Negligible has a precise meaning in cryptography. It is really defined in terms of growth (or rather, decay), for example, with respect to the security parameter.
A function $\mu$ is negligible if it grows slower (or decays faster) than 1 over any polynomial function. Specifically, for any polynomial $\mathsf{poly}$, for some constant $N$, then for all $x \geq N$, we have:
$$|\mu(x)| < \frac{1}{\mathsf{poly}(x)}.$$
An example of a negligible function is $\mu(x) = 2^{-x}$. This is because for any polynomial, we can always find an $N$ such that the previous inequality holds, since the decay is exponential. For example, using the polynomial $x^3$, the inequality doesn't hold at $x = 2$ (since $1/4 > 1/8$), $x = 3$ (since $1/8 > 1/27$), and so on. But when $x \geq 10$, then the inequality does hold (e.g. $2^{-10} < 1/10^3$). So in this specific eaxmple, we'd set $N = 10$.

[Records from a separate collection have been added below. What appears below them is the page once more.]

//! Async entry points used by the request handlers. Blocking work is sent to
//! the worker pool; the calling task only awaits it.

use crate::cache::PreviewCache;
use crate::config::AppConfig;
use crate::error::Result;
use crate::models::{ByteRange, DocumentRef, MoveRecord, MoveRequest, PdfBytes, UndoOutcome};
use crate::worker::WorkerPool;
use crate::{fetch, fs_apply, paths, scanner, undo};
use providers::picker::DialogPicker;
use providers::{FolderPicker, Rasterizer};
use std::path::{Path, PathBuf};
use std::sync::Arc;
use std::time::Duration;
use tokio::task::JoinHandle;
use tracing::info;

pub struct Sorter {
    config: AppConfig,
    cache: Arc<PreviewCache>,
    pool: WorkerPool,
    picker: Arc<dyn FolderPicker>,
}

impl Sorter {
    pub fn new(
        config: AppConfig,
        rasterizer: Arc<dyn Rasterizer>,
        picker: Arc<dyn FolderPicker>,
    ) -> Self {
        let cache = Arc::new(PreviewCache::new(rasterizer, config.preview.clone()));
        let pool = WorkerPool::new(config.workers.max_workers);
        Self {
            config,
            cache,
            pool,
            picker,
        }
    }

    /// Wires the default rasterizer and the native folder dialog.
    pub fn from_config(config: AppConfig) -> Self {
        let picker = Arc::new(DialogPicker::new(Duration::from_secs(
            config.picker.timeout_secs,
        )));
        Self::new(config, build_rasterizer(), picker)
    }

    pub fn config(&self) -> &AppConfig {
        &self.config
    }

    pub fn cache(&self) -> &Arc<PreviewCache> {
        &self.cache
    }

    pub async fn scan(&self, folder: &Path) -> Result<Vec<DocumentRef>> {
        let (docs, _warmup) = self.scan_with_warmup(folder).await?;
        Ok(docs)
    }

    /// Like [`scan`](Self::scan) but hands back the warm-up jobs.
    pub async fn scan_with_warmup(
        &self,
        folder: &Path,
    ) -> Result<(Vec<DocumentRef>, Vec<JoinHandle<()>>)> {
        let folder = folder.to_path_buf();
        let docs = self.pool.run(move || scanner::scan(&folder)).await??;
        let warmup = scanner::schedule_warmup(
            &docs,
            self.config.scan.warmup_count,
            &self.cache,
            &self.pool,
        );
        info!(found = docs.len(), warming = warmup.len(), "scanned folder");
        Ok((docs, warmup))
    }

    pub async fn preview(&self, path: &Path) -> Result<Arc<String>> {
        let path = paths::existing_file(path)?;
        let cache = Arc::clone(&self.cache);
        Ok(self.pool.run(move || cache.low(&path)).await??)
    }

    /// Empty when the document cannot be rendered.
    pub async fn all_pages(&self, path: &Path) -> Result<Arc<Vec<String>>> {
        let path = paths::existing_file(path)?;
        let cache = Arc::clone(&self.cache);
        self.pool.run(move || cache.get_or_render_all(&path)).await
    }

    pub async fn page_count(&self, path: &Path) -> Result<usize> {
        let path = paths::existing_file(path)?;
        let cache = Arc::clone(&self.cache);
        Ok(self
            .pool
            .run(move || cache.rasterizer().count_pages(&path))
            .await??)
    }

    pub async fn preview_image(&self, path: &Path) -> Result<Vec<u8>> {
        let path = paths::existing_file(path)?;
        let cache = Arc::clone(&self.cache);
        Ok(self
            .pool
            .run(move || cache.get_or_render_high(&path))
            .await??)
    }

    pub async fn validate_folder(&self, path: &Path) -> Result<PathBuf> {
        let path = path.to_path_buf();
        self.pool.run(move || paths::validate_folder(&path)).await?
    }

    pub async fn move_document(&self, req: MoveRequest) -> Result<MoveRecord> {
        let cache = Arc::clone(&self.cache);
        let safety = self.config.safety.clone();
        self.pool
            .run(move || fs_apply::move_document(&req, &cache, &safety))
            .await?
    }

    pub async fn undo(
        &self,
        sorted_path: &Path,
        backup_path: Option<&Path>,
        original_folder: &Path,
    ) -> Result<UndoOutcome> {
        let cache = Arc::clone(&self.cache);
        let sorted = sorted_path.to_path_buf();
        let backup = backup_path.map(Path::to_path_buf);
        let folder = original_folder.to_path_buf();
        self.pool
            .run(move || undo::undo(&sorted, backup.as_deref(), &folder, &cache))
            .await?
    }

    pub async fn undo_record(&self, record: MoveRecord) -> Result<UndoOutcome> {
        let cache = Arc::clone(&self.cache);
        self.pool
            .run(move || undo::undo_record(&record, &cache))
            .await?
    }

    pub async fn read_pdf(&self, path: &Path, range: Option<ByteRange>) -> Result<PdfBytes> {
        let path = path.to_path_buf();
        self.pool.run(move || fetch::read_pdf(&path, range)).await?
    }

    pub async fn pick_folder(&self) -> Option<PathBuf> {
        self.picker.pick_folder().await
    }
}

#[cfg(feature = "mupdf")]
pub fn build_rasterizer() -> Arc<dyn Rasterizer> {
    Arc::new(providers::mupdf_raster::MupdfRasterizer::new())
}

#[cfg(not(feature = "mupdf"))]
pub fn build_rasterizer() -> Arc<dyn Rasterizer> {
    tracing::warn!("built without the `mupdf` feature; previews are unavailable");
    Arc::new(providers::noop::NoopRasterizer)
}
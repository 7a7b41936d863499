//! Maps requests onto the core and core errors onto status codes.

use crate::protocol::{Request, Response};
use base64::engine::general_purpose::STANDARD;
use base64::Engine;
use serde_json::json;
use sorter_core::{Sorter, SorterError};
use tracing::debug;

pub const PREVIEW_CACHE_CONTROL: &str = "public, max-age=86400";
pub const PDF_CACHE_CONTROL: &str = "private, max-age=3600";

pub fn status_for(err: &SorterError) -> u16 {
    match err {
        SorterError::NotFound(_) => 404,
        SorterError::NotADirectory(_) => 400,
        SorterError::InvalidRange { .. } => 416,
        _ => 500,
    }
}

pub async fn handle(sorter: &Sorter, req: Request) -> Response {
    debug!(request = ?req, "handling request");
    match dispatch(sorter, req).await {
        Ok(resp) => resp,
        Err((status, err)) => Response::from_error(status, &err),
    }
}

type Failure = (u16, SorterError);

fn fail(err: SorterError) -> Failure {
    (status_for(&err), err)
}

async fn dispatch(sorter: &Sorter, req: Request) -> Result<Response, Failure> {
    let resp = match req {
        Request::ScanDirectory { path } => {
            let pdfs = sorter.scan(&path).await.map_err(fail)?;
            Response::ok(json!({ "pdfs": pdfs }))
        }
        Request::Preview { path } => {
            let preview = sorter.preview(&path).await.map_err(fail)?;
            Response::ok(json!({ "preview": preview.as_str() }))
        }
        Request::AllPages { path } => {
            let pages = sorter.all_pages(&path).await.map_err(fail)?;
            Response::ok(json!({ "pages": pages.as_slice() }))
        }
        Request::PageCount { path } => {
            let count = sorter.page_count(&path).await.map_err(fail)?;
            Response::ok(json!({ "count": count }))
        }
        Request::PreviewImage { path } => {
            let jpeg = sorter.preview_image(&path).await.map_err(fail)?;
            Response::ok(json!({
                "content_type": "image/jpeg",
                "cache_control": PREVIEW_CACHE_CONTROL,
                "data": STANDARD.encode(jpeg),
            }))
        }
        Request::ValidateFolder { path } => {
            // Every failure here is a bad folder from the caller's point of view.
            let path = sorter.validate_folder(&path).await.map_err(|e| (400, e))?;
            Response::ok(json!({ "valid": true, "path": path }))
        }
        Request::MovePdf(move_req) => {
            let record = sorter.move_document(move_req).await.map_err(fail)?;
            Response::ok(json!({ "success": true, "record": record }))
        }
        Request::Undo {
            sorted_path,
            backup_path,
            original_folder,
        } => {
            let outcome = sorter
                .undo(&sorted_path, backup_path.as_deref(), &original_folder)
                .await
                .map_err(|e| (500, e))?;
            Response::ok(json!({ "restored_path": outcome.restored_path }))
        }
        Request::Pdf { path, range } => {
            let pdf = sorter.read_pdf(&path, range).await.map_err(fail)?;
            let status = if pdf.range.is_some() { 206 } else { 200 };
            Response::with_status(
                status,
                json!({
                    "content_type": "application/pdf",
                    "cache_control": PDF_CACHE_CONTROL,
                    "accept_ranges": "bytes",
                    "total_len": pdf.total_len,
                    "range": pdf.range,
                    "data": STANDARD.encode(&pdf.data),
                }),
            )
        }
        Request::PickFolder => {
            let path = sorter.pick_folder().await;
            Response::ok(json!({ "path": path }))
        }
    };
    Ok(resp)
}
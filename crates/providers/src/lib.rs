//! Provider abstractions for PDF rasterization and the OS folder picker.

use serde::{Deserialize, Serialize};
use std::path::{Path, PathBuf};
use thiserror::Error;

#[cfg(feature = "mupdf")]
pub mod mupdf_raster;
pub mod noop;
pub mod pages;
pub mod picker;
#[cfg(feature = "test-utils")]
pub mod testing;

#[derive(Debug, Error)]
pub enum RenderError {
    #[error("cannot open {path}: {message}")]
    Open { path: PathBuf, message: String },
    #[error("{0} is encrypted")]
    Encrypted(PathBuf),
    #[error("page {page} out of range (document has {count} pages)")]
    PageOutOfRange { page: usize, count: usize },
    #[error("invalid page range {from}..={to} (document has {count} pages)")]
    InvalidRange { from: usize, to: usize, count: usize },
    #[error("render failed: {0}")]
    Render(String),
    #[error("encode failed: {0}")]
    Encode(String),
    #[error("rendering not supported: {0}")]
    Unsupported(&'static str),
}

#[derive(Debug, Clone, Copy, PartialEq, Eq, Hash, Serialize, Deserialize)]
#[serde(rename_all = "lowercase")]
pub enum ColorMode {
    Gray,
    Rgb,
}

/// Output parameters for a single page render.
#[derive(Debug, Clone, Copy, PartialEq, Eq, Hash, Serialize, Deserialize)]
pub struct RenderSpec {
    pub width: u32,
    pub quality: u8,
    pub color: ColorMode,
}

/// Blocking PDF backend. Every call may be slow; callers run them off the
/// request task.
pub trait Rasterizer: Send + Sync {
    /// Renders `page` scaled to `spec.width` pixels wide and returns JPEG bytes.
    fn render_page(&self, path: &Path, page: usize, spec: &RenderSpec)
        -> Result<Vec<u8>, RenderError>;

    fn count_pages(&self, path: &Path) -> Result<usize, RenderError>;

    /// Builds a new document holding pages `from..=to` of `source`.
    fn extract_pages(&self, source: &Path, from: usize, to: usize)
        -> Result<Vec<u8>, RenderError>;
}

#[async_trait::async_trait]
pub trait FolderPicker: Send + Sync {
    /// Returns `None` when the user cancels or no dialog is available.
    async fn pick_folder(&self) -> Option<PathBuf>;
}
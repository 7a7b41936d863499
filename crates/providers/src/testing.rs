//! Fixtures shared by the workspace's tests.

use crate::{pages, Rasterizer, RenderError, RenderSpec};
use lopdf::{dictionary, Document, Object, Stream};
use std::path::{Path, PathBuf};
use std::sync::Mutex;

/// Builds an in-memory PDF with `page_count` empty A4 pages.
pub fn blank_pdf(page_count: usize) -> Vec<u8> {
    let mut doc = Document::with_version("1.5");
    let pages_id = doc.new_object_id();
    let mut kids: Vec<Object> = Vec::with_capacity(page_count);
    for _ in 0..page_count {
        let content_id = doc.add_object(Stream::new(dictionary! {}, Vec::new()));
        let page_id = doc.add_object(dictionary! {
            "Type" => "Page",
            "Parent" => pages_id,
            "Contents" => content_id,
        });
        kids.push(page_id.into());
    }
    let pages = dictionary! {
        "Type" => "Pages",
        "Kids" => kids,
        "Count" => page_count as i64,
        "MediaBox" => vec![0.into(), 0.into(), 595.into(), 842.into()],
    };
    doc.objects.insert(pages_id, Object::Dictionary(pages));
    let catalog_id = doc.add_object(dictionary! {
        "Type" => "Catalog",
        "Pages" => pages_id,
    });
    doc.trailer.set("Root", catalog_id);

    let mut out = Vec::new();
    doc.save_to(&mut out).expect("serialize blank pdf");
    out
}

pub fn write_blank_pdf(path: &Path, page_count: usize) {
    std::fs::write(path, blank_pdf(page_count)).expect("write blank pdf");
}

/// Deterministic stand-in for a real renderer: the "image" is a blake3 digest
/// of the file bytes and the render parameters. Every call is recorded.
#[derive(Debug, Default)]
pub struct HashRasterizer {
    calls: Mutex<Vec<(PathBuf, usize, RenderSpec)>>,
}

impl HashRasterizer {
    pub fn new() -> Self {
        Self::default()
    }

    pub fn render_calls(&self) -> Vec<(PathBuf, usize, RenderSpec)> {
        self.calls.lock().unwrap_or_else(|e| e.into_inner()).clone()
    }

    pub fn render_count(&self) -> usize {
        self.calls.lock().unwrap_or_else(|e| e.into_inner()).len()
    }
}

impl Rasterizer for HashRasterizer {
    fn render_page(&self, path: &Path, page: usize, spec: &RenderSpec) -> Result<Vec<u8>, RenderError> {
        self.calls
            .lock()
            .unwrap_or_else(|e| e.into_inner())
            .push((path.to_path_buf(), page, *spec));
        let count = pages::count_pages(path)?;
        if page >= count {
            return Err(RenderError::PageOutOfRange { page, count });
        }
        let bytes = std::fs::read(path).map_err(|e| RenderError::Open {
            path: path.to_path_buf(),
            message: e.to_string(),
        })?;
        let mut hasher = blake3::Hasher::new();
        hasher.update(&bytes);
        hasher.update(&(page as u64).to_le_bytes());
        hasher.update(&spec.width.to_le_bytes());
        hasher.update(&[spec.quality, spec.color as u8]);
        Ok(hasher.finalize().as_bytes().to_vec())
    }

    fn count_pages(&self, path: &Path) -> Result<usize, RenderError> {
        pages::count_pages(path)
    }

    fn extract_pages(&self, source: &Path, from: usize, to: usize) -> Result<Vec<u8>, RenderError> {
        pages::extract_pages(source, from, to)
    }
}
//! 核心错误处理模块

use axum::{
    http::StatusCode,
    response::{IntoResponse, Response},
    Json,
};
use serde::{Deserialize, Serialize};
use tracing::{error, warn};

use crate::infrastructure::store::StoreError;

/// 核心错误类型
///
/// 只有两类：请求校验失败（不会触达存储）和存储操作失败。
#[derive(Debug)]
pub enum CoreError {
    Validation(String),
    Store {
        message: &'static str,
        source: StoreError,
    },
}

impl CoreError {
    /// 用接口约定的提示语包装存储错误
    pub fn store(message: &'static str, source: StoreError) -> Self {
        CoreError::Store { message, source }
    }
}

/// 错误响应结构
#[derive(Debug, Serialize, Deserialize)]
#[serde(rename_all = "camelCase")]
pub struct ErrorResponse {
    pub status_code: u16,
    pub error: String,
    pub message: String,
    #[serde(skip_serializing_if = "Option::is_none")]
    pub data: Option<String>,
    pub timestamp: String,
}

impl IntoResponse for CoreError {
    fn into_response(self) -> Response {
        let (status, kind, message, data) = match self {
            CoreError::Validation(msg) => {
                warn!("Validation error: {}", msg);
                (StatusCode::BAD_REQUEST, "VALIDATION_ERROR", msg, None)
            }
            CoreError::Store { message, source } => {
                error!("Store error: {} ({})", message, source);
                (
                    StatusCode::SERVICE_UNAVAILABLE,
                    "STORE_ERROR",
                    message.to_string(),
                    Some(source.to_string()),
                )
            }
        };

        let error_response = ErrorResponse {
            status_code: status.as_u16(),
            error: kind.to_string(),
            message,
            data,
            timestamp: chrono::Utc::now().to_rfc3339(),
        };

        (status, Json(error_response)).into_response()
    }
}

impl From<validator::ValidationErrors> for CoreError {
    fn from(err: validator::ValidationErrors) -> Self {
        let mut messages: Vec<String> = err
            .field_errors()
            .into_iter()
            .flat_map(|(field, errors)| {
                errors.iter().map(move |error| {
                    error
                        .message
                        .as_ref()
                        .map(|msg| msg.to_string())
                        .unwrap_or_else(|| format!("\"{}\" is invalid", field))
                })
            })
            .collect();
        messages.sort();

        CoreError::Validation(messages.join(", "))
    }
}
//! PostgreSQL 存储

use async_trait::async_trait;
use sqlx::postgres::PgPool;
use tracing::debug;
use uuid::Uuid;

use super::{parse_id, StoreError, UserStore};
use crate::app::user::model::{CreateUserRequest, UpdateUserRequest, User};
use crate::infrastructure::{config::DatabaseConfig, database::DatabaseManager};

#[derive(Debug, sqlx::FromRow)]
struct UserRow {
    id: Uuid,
    name: String,
    age: i64,
}

impl From<UserRow> for User {
    fn from(row: UserRow) -> Self {
        User {
            id: row.id.to_string(),
            name: row.name,
            age: row.age,
        }
    }
}

pub struct PgUserStore {
    pool: PgPool,
}

impl PgUserStore {
    pub fn new(pool: PgPool) -> Self {
        Self { pool }
    }

    /// 建立连接池并确保 `users` 表存在
    pub async fn connect(config: &DatabaseConfig) -> Result<Self, StoreError> {
        let manager = DatabaseManager::new(config).await?;
        manager.create_tables().await?;
        Ok(Self::new(manager.into_pool()))
    }
}

#[async_trait]
impl UserStore for PgUserStore {
    async fn find_all(&self) -> Result<Vec<User>, StoreError> {
        let rows = sqlx::query_as::<_, UserRow>("SELECT id, name, age FROM users")
            .fetch_all(&self.pool)
            .await?;
        Ok(rows.into_iter().map(User::from).collect())
    }

    async fn find_by_id(&self, id: &str) -> Result<Vec<User>, StoreError> {
        let id = parse_id(id)?;
        let rows = sqlx::query_as::<_, UserRow>("SELECT id, name, age FROM users WHERE id = $1")
            .bind(id)
            .fetch_all(&self.pool)
            .await?;
        Ok(rows.into_iter().map(User::from).collect())
    }

    async fn insert(&self, user: CreateUserRequest) -> Result<User, StoreError> {
        let row = sqlx::query_as::<_, UserRow>(
            "INSERT INTO users (id, name, age) VALUES ($1, $2, $3) RETURNING id, name, age",
        )
        .bind(Uuid::new_v4())
        .bind(&user.name)
        .bind(user.age)
        .fetch_one(&self.pool)
        .await?;

        debug!("postgres store inserted {}", row.id);
        Ok(row.into())
    }

    async fn find_and_update(
        &self,
        id: &str,
        changes: UpdateUserRequest,
    ) -> Result<Option<User>, StoreError> {
        let id = parse_id(id)?;
        // COALESCE 保留未提供的字段
        let row = sqlx::query_as::<_, UserRow>(
            r#"
            UPDATE users
            SET name = COALESCE($1, name), age = COALESCE($2, age)
            WHERE id = $3
            RETURNING id, name, age
            "#,
        )
        .bind(changes.name)
        .bind(changes.age)
        .bind(id)
        .fetch_optional(&self.pool)
        .await?;
        Ok(row.map(User::from))
    }

    async fn find_and_remove(&self, id: &str) -> Result<Option<User>, StoreError> {
        let id = parse_id(id)?;
        let row = sqlx::query_as::<_, UserRow>(
            "DELETE FROM users WHERE id = $1 RETURNING id, name, age",
        )
        .bind(id)
        .fetch_optional(&self.pool)
        .await?;
        Ok(row.map(User::from))
    }
}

In the specific example of DDH, suppose $M$ spends a polynomial amount of time computing random DDH triples itself, ($g^a,g^b,g^{ab}$). Then there is some tiny probability that the DDH challenge it is given was one that it computed, so it would win slightly more than $1/2$ the time (it wins half the time from a uniformly random guess). However, this advantage is negligible in the technical sense, because as $M$ is PPT, it can only compute polynomially many tuples, but the number of possible tuples grows exponentially with the security parameter. Therefore the advantage looks something like $\textsf{poly}(\kappa)/2^{\kappa}$, which is negligible in the formal sense above.